(TASK STATEMENT): Each line of the data should be repeated precisely.

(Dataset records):
-------

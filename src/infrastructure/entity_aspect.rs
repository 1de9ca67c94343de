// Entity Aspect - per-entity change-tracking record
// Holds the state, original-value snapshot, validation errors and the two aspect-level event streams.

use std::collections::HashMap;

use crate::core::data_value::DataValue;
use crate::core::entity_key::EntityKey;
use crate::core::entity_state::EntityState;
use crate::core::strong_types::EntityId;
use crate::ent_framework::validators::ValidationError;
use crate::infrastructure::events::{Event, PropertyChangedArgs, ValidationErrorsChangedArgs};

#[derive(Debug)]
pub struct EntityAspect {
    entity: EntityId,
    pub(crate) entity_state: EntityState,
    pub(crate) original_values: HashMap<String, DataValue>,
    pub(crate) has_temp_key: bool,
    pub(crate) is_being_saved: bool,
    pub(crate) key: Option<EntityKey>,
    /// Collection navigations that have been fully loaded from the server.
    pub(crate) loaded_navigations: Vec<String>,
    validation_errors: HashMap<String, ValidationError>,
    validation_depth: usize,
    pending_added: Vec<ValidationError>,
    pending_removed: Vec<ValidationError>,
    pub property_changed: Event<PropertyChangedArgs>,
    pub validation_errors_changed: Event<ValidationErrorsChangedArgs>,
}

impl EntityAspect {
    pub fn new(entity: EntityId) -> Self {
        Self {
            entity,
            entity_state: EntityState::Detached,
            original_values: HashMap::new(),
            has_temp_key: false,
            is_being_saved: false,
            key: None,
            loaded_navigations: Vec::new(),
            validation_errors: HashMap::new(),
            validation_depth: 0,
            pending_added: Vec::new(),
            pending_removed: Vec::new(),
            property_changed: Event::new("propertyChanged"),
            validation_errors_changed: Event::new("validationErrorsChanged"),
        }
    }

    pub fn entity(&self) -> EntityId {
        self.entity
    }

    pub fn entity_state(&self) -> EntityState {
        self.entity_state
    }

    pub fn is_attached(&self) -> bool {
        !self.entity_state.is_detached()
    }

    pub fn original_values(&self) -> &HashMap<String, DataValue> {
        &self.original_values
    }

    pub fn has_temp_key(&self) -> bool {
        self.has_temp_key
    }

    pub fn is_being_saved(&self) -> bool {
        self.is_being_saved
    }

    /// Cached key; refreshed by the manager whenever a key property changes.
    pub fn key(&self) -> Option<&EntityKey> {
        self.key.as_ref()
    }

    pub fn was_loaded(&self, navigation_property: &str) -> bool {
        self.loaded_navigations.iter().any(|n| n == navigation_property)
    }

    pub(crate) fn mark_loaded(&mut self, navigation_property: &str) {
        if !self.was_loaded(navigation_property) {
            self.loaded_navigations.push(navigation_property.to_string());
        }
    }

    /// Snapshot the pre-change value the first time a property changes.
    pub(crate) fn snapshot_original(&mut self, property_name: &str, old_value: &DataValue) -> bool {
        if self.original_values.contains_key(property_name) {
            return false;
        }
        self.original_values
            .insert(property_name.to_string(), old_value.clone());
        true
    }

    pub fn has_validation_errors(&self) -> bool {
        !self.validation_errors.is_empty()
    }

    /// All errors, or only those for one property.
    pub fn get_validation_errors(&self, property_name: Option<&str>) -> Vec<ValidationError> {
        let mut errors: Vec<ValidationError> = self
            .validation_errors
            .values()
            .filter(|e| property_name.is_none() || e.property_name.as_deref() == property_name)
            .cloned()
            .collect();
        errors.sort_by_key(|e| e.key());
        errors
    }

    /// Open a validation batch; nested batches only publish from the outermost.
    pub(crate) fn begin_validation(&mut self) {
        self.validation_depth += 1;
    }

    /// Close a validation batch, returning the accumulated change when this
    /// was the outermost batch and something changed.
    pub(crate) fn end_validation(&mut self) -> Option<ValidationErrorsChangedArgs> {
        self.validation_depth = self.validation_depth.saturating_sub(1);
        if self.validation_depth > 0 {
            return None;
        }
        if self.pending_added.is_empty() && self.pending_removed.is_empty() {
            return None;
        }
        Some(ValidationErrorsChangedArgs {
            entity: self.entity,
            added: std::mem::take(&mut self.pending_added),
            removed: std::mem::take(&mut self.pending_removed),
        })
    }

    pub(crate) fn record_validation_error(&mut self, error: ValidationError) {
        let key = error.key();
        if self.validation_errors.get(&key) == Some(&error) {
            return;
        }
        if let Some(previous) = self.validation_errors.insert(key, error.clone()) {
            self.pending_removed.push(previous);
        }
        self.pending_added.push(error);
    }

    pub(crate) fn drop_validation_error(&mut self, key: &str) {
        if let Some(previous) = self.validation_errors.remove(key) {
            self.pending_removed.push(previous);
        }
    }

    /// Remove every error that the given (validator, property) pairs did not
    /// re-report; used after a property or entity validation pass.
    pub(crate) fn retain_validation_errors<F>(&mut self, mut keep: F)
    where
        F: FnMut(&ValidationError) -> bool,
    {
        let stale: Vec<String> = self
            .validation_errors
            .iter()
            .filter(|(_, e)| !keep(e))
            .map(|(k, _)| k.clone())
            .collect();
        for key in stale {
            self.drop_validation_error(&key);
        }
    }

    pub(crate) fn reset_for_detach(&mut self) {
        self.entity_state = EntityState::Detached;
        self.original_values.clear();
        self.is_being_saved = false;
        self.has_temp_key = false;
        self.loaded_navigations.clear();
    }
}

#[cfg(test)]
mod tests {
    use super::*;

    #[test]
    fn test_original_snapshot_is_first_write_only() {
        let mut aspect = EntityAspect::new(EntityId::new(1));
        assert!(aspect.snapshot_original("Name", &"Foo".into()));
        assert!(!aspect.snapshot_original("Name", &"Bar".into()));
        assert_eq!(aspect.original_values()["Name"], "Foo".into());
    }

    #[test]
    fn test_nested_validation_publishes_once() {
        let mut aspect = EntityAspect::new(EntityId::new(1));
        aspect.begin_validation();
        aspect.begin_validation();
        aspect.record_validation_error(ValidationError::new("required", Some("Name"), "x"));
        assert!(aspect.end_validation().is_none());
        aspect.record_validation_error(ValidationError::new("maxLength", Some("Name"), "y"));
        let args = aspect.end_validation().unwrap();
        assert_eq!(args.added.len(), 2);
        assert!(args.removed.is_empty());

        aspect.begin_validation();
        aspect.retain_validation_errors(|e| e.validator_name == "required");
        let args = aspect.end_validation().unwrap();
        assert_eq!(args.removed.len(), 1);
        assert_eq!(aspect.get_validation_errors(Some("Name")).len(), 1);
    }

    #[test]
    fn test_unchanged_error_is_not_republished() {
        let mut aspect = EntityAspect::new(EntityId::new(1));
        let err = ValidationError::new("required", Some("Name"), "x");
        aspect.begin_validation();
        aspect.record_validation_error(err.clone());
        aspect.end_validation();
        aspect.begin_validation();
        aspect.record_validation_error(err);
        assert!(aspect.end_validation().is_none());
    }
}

-------

(WRITTEN ANSWER):
filename src/infrastructure/entity_aspect.rs
repository 1de9ca67c94343de
// Entity Aspect - per-entity change-tracking record
// Holds the state, original-value snapshot, validation errors and the two aspect-level event streams.

use std::collections::HashMap;

use crate::core::data_value::DataValue;
use crate::core::entity_key::EntityKey;
use crate::core::entity_state::EntityState;
use crate::core::strong_types::EntityId;
use crate::ent_framework::validators::ValidationError;
use crate::infrastructure::events::{Event, PropertyChangedArgs, ValidationErrorsChangedArgs};

#[derive(Debug)]
pub struct EntityAspect {
    entity: EntityId,
    pub(crate) entity_state: EntityState,
    pub(crate) original_values: HashMap<String, DataValue>,
    pub(crate) has_temp_key: bool,
    pub(crate) is_being_saved: bool,
    pub(crate) key: Option<EntityKey>,
    /// Collection navigations that have been fully loaded from the server.
    pub(crate) loaded_navigations: Vec<String>,
    validation_errors: HashMap<String, ValidationError>,
    validation_depth: usize,
    pending_added: Vec<ValidationError>,
    pending_removed: Vec<ValidationError>,
    pub property_changed: Event<PropertyChangedArgs>,
    pub validation_errors_changed: Event<ValidationErrorsChangedArgs>,
}

impl EntityAspect {
    pub fn new(entity: EntityId) -> Self {
        Self {
            entity,
            entity_state: EntityState::Detached,
            original_values: HashMap::new(),
            has_temp_key: false,
            is_being_saved: false,
            key: None,
            loaded_navigations: Vec::new(),
            validation_errors: HashMap::new(),
            validation_depth: 0,
            pending_added: Vec::new(),
            pending_removed: Vec::new(),
            property_changed: Event::new("propertyChanged"),
            validation_errors_changed: Event::new("validationErrorsChanged"),
        }
    }

    pub fn entity(&self) -> EntityId {
        self.entity
    }

    pub fn entity_state(&self) -> EntityState {
        self.entity_state
    }

    pub fn is_attached(&self) -> bool {
        !self.entity_state.is_detached()
    }

    pub fn original_values(&self) -> &HashMap<String, DataValue> {
        &self.original_values
    }

    pub fn has_temp_key(&self) -> bool {
        self.has_temp_key
    }

    pub fn is_being_saved(&self) -> bool {
        self.is_being_saved
    }

    /// Cached key; refreshed by the manager whenever a key property changes.
    pub fn key(&self) -> Option<&EntityKey> {
        self.key.as_ref()
    }

    pub fn was_loaded(&self, navigation_property: &str) -> bool {
        self.loaded_navigations.iter().any(|n| n == navigation_property)
    }

    pub(crate) fn mark_loaded(&mut self, navigation_property: &str) {
        if !self.was_loaded(navigation_property) {
            self.loaded_navigations.push(navigation_property.to_string());
        }
    }

    /// Snapshot the pre-change value the first time a property changes.
    pub(crate) fn snapshot_original(&mut self, property_name: &str, old_value: &DataValue) -> bool {
        if self.original_values.contains_key(property_name) {
            return false;
        }
        self.original_values
            .insert(property_name.to_string(), old_value.clone());
        true
    }

    pub fn has_validation_errors(&self) -> bool {
        !self.validation_errors.is_empty()
    }

    /// All errors, or only those for one property.
    pub fn get_validation_errors(&self, property_name: Option<&str>) -> Vec<ValidationError> {
        let mut errors: Vec<ValidationError> = self
            .validation_errors
            .values()
            .filter(|e| property_name.is_none() || e.property_name.as_deref() == property_name)
            .cloned()
            .collect();
        errors.sort_by_key(|e| e.key());
        errors
    }

    /// Open a validation batch; nested batches only publish from the outermost.
    pub(crate) fn begin_validation(&mut self) {
        self.validation_depth += 1;
    }

    /// Close a validation batch, returning the accumulated change when this
    /// was the outermost batch and something changed.
    pub(crate) fn end_validation(&mut self) -> Option<ValidationErrorsChangedArgs> {
        self.validation_depth = self.validation_depth.saturating_sub(1);
        if self.validation_depth > 0 {
            return None;
        }
        if self.pending_added.is_empty() && self.pending_removed.is_empty() {
            return None;
        }
        Some(ValidationErrorsChangedArgs {
            entity: self.entity,
            added: std::mem::take(&mut self.pending_added),
            removed: std::mem::take(&mut self.pending_removed),
        })
    }

    pub(crate) fn record_validation_error(&mut self, error: ValidationError) {
        let key = error.key();
        if self.validation_errors.get(&key) == Some(&error) {
            return;
        }
        if let Some(previous) = self.validation_errors.insert(key, error.clone()) {
            self.pending_removed.push(previous);
        }
        self.pending_added.push(error);
    }

    pub(crate) fn drop_validation_error(&mut self, key: &str) {
        if let Some(previous) = self.validation_errors.remove(key) {
            self.pending_removed.push(previous);
        }
    }

    /// Remove every error that the given (validator, property) pairs did not
    /// re-report; used after a property or entity validation pass.
    pub(crate) fn retain_validation_errors<F>(&mut self, mut keep: F)
    where
        F: FnMut(&ValidationError) -> bool,
    {
        let stale: Vec<String> = self
            .validation_errors
            .iter()
            .filter(|(_, e)| !keep(e))
            .map(|(k, _)| k.clone())
            .collect();
        for key in stale {
            self.drop_validation_error(&key);
        }
    }

    pub(crate) fn reset_for_detach(&mut self) {
        self.entity_state = EntityState::Detached;
        self.original_values.clear();
        self.is_being_saved = false;
        self.has_temp_key = false;
        self.loaded_navigations.clear();
    }
}

#[cfg(test)]
mod tests {
    use super::*;

    #[test]
    fn test_original_snapshot_is_first_write_only() {
        let mut aspect = EntityAspect::new(EntityId::new(1));
        assert!(aspect.snapshot_original("Name", &"Foo".into()));
        assert!(!aspect.snapshot_original("Name", &"Bar".into()));
        assert_eq!(aspect.original_values()["Name"], "Foo".into());
    }

    #[test]
    fn test_nested_validation_publishes_once() {
        let mut aspect = EntityAspect::new(EntityId::new(1));
        aspect.begin_validation();
        aspect.begin_validation();
        aspect.record_validation_error(ValidationError::new("required", Some("Name"), "x"));
        assert!(aspect.end_validation().is_none());
        aspect.record_validation_error(ValidationError::new("maxLength", Some("Name"), "y"));
        let args = aspect.end_validation().unwrap();
        assert_eq!(args.added.len(), 2);
        assert!(args.removed.is_empty());

        aspect.begin_validation();
        aspect.retain_validation_errors(|e| e.validator_name == "required");
        let args = aspect.end_validation().unwrap();
        assert_eq!(args.removed.len(), 1);
        assert_eq!(aspect.get_validation_errors(Some("Name")).len(), 1);
    }

    #[test]
    fn test_unchanged_error_is_not_republished() {
        let mut aspect = EntityAspect::new(EntityId::new(1));
        let err = ValidationError::new("required", Some("Name"), "x");
        aspect.begin_validation();
        aspect.record_validation_error(err.clone());
        aspect.end_validation();
        aspect.begin_validation();
        aspect.record_validation_error(err);
        assert!(aspect.end_validation().is_none());
    }
}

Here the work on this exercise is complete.